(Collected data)
+++++
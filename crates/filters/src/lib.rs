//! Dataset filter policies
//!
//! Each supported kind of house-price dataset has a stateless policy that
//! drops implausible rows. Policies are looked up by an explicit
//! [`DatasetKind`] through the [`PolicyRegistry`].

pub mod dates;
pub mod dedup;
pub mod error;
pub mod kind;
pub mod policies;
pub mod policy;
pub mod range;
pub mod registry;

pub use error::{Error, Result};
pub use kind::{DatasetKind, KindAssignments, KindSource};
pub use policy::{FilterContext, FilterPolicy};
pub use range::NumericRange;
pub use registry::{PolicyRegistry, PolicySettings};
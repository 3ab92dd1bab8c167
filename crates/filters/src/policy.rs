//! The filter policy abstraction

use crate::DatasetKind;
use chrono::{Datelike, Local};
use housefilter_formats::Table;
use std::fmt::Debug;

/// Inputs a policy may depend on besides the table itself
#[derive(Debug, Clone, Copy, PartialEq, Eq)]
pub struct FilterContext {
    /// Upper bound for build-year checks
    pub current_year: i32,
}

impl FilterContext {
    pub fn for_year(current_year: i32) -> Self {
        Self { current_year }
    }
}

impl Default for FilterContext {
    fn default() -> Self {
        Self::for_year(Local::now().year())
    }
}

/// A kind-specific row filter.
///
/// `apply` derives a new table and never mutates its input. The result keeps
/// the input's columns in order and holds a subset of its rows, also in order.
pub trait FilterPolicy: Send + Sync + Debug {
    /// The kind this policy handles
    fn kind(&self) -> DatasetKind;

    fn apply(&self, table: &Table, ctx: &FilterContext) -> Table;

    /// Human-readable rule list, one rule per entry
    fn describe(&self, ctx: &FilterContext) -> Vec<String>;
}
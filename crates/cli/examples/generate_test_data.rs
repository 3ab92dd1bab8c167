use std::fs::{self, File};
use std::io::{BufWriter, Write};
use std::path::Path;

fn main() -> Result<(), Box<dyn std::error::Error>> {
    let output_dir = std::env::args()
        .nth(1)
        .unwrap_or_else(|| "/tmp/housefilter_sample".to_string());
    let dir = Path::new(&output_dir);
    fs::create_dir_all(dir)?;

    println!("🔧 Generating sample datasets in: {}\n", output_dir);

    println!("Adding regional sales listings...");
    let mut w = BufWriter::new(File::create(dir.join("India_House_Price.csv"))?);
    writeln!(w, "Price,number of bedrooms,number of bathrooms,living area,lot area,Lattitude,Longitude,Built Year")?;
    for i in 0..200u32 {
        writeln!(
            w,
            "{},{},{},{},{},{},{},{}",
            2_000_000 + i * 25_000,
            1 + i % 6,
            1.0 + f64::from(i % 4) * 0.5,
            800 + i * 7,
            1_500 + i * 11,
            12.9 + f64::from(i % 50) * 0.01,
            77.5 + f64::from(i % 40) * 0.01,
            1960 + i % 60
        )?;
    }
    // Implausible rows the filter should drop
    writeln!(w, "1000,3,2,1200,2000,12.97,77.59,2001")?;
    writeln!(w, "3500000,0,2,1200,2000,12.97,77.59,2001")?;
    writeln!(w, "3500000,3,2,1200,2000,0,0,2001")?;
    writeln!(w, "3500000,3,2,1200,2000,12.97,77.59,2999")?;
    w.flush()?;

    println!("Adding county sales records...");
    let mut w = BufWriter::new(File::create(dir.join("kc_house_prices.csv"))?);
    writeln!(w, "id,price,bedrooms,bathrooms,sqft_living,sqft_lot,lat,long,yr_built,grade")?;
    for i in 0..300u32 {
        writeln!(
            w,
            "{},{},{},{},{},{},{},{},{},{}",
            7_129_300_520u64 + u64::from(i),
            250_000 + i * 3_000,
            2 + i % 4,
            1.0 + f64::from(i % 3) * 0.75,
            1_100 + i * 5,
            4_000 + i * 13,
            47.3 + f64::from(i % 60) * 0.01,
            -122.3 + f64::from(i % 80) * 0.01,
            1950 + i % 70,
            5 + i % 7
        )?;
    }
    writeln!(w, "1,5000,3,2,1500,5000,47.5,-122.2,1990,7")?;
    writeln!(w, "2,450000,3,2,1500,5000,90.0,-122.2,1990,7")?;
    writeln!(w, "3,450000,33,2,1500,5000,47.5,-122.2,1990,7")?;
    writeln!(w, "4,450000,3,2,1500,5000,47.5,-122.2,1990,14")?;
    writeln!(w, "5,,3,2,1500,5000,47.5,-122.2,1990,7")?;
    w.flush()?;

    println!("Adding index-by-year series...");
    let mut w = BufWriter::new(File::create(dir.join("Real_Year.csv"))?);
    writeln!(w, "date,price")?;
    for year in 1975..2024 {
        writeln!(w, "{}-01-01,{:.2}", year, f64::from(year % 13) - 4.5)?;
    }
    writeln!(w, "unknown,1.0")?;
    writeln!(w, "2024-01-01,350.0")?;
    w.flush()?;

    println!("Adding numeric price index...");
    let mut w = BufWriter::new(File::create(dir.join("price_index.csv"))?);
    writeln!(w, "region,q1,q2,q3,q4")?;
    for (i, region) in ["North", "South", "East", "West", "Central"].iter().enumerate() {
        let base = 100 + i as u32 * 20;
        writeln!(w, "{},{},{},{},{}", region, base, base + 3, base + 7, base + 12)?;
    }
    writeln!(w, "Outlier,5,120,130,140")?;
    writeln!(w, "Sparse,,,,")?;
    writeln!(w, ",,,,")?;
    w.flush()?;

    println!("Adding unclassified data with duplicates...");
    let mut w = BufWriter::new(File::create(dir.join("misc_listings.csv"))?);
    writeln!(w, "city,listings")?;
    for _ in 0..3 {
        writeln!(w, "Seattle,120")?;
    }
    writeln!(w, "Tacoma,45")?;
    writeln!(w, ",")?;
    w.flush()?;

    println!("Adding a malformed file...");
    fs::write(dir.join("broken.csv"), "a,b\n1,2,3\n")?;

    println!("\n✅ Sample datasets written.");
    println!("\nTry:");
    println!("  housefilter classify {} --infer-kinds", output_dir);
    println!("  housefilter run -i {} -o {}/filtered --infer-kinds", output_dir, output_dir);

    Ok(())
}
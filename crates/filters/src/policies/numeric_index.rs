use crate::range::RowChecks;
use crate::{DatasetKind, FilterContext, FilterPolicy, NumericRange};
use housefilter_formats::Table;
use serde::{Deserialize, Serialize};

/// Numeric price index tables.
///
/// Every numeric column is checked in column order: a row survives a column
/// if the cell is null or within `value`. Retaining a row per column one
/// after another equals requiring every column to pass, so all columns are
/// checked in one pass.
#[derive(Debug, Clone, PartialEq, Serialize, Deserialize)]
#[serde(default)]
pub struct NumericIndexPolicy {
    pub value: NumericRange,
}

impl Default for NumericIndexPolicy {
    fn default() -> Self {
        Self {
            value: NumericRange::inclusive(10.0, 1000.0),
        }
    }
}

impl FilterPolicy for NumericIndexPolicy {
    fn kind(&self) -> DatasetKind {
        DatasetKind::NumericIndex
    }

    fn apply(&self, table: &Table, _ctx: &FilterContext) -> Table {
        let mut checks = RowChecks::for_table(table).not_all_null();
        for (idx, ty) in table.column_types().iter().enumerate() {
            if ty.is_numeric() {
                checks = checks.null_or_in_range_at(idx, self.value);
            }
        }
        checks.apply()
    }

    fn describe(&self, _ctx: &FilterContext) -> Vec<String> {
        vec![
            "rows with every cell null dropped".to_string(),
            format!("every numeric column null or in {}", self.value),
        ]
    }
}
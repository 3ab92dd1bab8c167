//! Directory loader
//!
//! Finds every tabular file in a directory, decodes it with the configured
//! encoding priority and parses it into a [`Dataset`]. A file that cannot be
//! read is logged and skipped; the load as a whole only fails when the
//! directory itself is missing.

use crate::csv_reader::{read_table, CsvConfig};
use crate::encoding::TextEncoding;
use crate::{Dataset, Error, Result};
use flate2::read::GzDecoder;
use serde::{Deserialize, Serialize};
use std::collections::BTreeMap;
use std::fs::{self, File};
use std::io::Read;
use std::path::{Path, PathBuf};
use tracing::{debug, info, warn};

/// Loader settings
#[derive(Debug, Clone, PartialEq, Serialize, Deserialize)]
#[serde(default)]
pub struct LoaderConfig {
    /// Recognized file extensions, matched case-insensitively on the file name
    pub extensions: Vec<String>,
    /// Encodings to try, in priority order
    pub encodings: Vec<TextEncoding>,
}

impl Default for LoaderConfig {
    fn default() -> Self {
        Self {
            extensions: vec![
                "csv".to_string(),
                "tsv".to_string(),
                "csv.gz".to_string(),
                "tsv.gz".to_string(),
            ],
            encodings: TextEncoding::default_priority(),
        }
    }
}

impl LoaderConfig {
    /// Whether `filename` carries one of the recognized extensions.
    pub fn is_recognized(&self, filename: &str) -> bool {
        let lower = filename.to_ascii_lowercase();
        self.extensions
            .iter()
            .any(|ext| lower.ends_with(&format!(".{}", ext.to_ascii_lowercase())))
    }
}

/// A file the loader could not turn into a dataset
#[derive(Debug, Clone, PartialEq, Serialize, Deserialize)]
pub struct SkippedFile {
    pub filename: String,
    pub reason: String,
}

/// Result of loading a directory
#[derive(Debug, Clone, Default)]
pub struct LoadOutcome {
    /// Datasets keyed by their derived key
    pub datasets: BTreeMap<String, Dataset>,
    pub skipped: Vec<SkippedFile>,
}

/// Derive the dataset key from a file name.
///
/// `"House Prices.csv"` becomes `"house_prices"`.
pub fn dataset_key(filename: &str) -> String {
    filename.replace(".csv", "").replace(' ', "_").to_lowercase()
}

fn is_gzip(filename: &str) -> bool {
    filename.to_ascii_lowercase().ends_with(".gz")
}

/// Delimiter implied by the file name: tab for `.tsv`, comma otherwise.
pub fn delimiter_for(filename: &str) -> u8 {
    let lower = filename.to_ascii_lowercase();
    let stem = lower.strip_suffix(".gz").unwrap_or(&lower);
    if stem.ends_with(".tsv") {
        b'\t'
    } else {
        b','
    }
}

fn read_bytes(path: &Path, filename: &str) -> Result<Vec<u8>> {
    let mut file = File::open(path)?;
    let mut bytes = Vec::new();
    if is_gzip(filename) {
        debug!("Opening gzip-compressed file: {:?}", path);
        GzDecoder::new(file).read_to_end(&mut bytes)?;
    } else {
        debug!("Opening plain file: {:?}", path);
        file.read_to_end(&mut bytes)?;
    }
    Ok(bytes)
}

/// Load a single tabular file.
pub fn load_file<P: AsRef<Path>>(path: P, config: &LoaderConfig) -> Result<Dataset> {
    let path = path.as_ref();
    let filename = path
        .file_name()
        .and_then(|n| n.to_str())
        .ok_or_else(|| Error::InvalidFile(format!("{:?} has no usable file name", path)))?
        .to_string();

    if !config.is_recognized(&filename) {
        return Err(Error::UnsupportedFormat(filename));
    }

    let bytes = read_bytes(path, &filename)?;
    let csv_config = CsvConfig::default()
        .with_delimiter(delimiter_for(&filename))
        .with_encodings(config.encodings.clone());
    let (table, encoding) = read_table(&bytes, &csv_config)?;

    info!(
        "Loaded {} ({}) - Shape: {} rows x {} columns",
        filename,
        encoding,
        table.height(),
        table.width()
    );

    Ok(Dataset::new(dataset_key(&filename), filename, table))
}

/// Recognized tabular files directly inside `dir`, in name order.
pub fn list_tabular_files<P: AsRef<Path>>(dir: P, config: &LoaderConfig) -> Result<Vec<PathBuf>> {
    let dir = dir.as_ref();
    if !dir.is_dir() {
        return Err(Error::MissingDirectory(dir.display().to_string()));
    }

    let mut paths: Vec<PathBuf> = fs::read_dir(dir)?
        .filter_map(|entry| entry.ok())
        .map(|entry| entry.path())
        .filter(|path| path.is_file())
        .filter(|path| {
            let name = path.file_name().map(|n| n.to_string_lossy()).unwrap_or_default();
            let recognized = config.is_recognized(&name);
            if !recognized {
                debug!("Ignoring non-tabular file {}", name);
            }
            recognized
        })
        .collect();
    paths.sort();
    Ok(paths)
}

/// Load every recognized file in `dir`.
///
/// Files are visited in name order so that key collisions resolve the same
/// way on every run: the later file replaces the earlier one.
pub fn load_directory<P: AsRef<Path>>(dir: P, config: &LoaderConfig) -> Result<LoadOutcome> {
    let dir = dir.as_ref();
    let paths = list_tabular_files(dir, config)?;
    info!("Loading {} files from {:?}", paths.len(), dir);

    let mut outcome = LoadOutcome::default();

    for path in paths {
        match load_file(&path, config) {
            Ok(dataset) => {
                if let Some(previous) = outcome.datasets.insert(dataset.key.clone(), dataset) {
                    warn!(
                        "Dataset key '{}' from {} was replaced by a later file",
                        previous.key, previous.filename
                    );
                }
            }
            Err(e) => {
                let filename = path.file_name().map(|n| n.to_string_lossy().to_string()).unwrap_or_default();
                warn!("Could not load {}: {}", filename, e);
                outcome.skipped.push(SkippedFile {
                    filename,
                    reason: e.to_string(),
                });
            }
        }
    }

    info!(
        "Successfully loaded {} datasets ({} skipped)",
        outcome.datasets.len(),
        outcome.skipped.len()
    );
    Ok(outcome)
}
+++++
## TASK REQUIREMENTS
Go through the records line by line, and copy each line that holds the string "BufWriter".

## WORKED SOLUTION
use std::io::{BufWriter, Write};
    let mut w = BufWriter::new(File::create(dir.join("India_House_Price.csv"))?);
    let mut w = BufWriter::new(File::create(dir.join("kc_house_prices.csv"))?);
    let mut w = BufWriter::new(File::create(dir.join("Real_Year.csv"))?);
    let mut w = BufWriter::new(File::create(dir.join("price_index.csv"))?);
    let mut w = BufWriter::new(File::create(dir.join("misc_listings.csv"))?);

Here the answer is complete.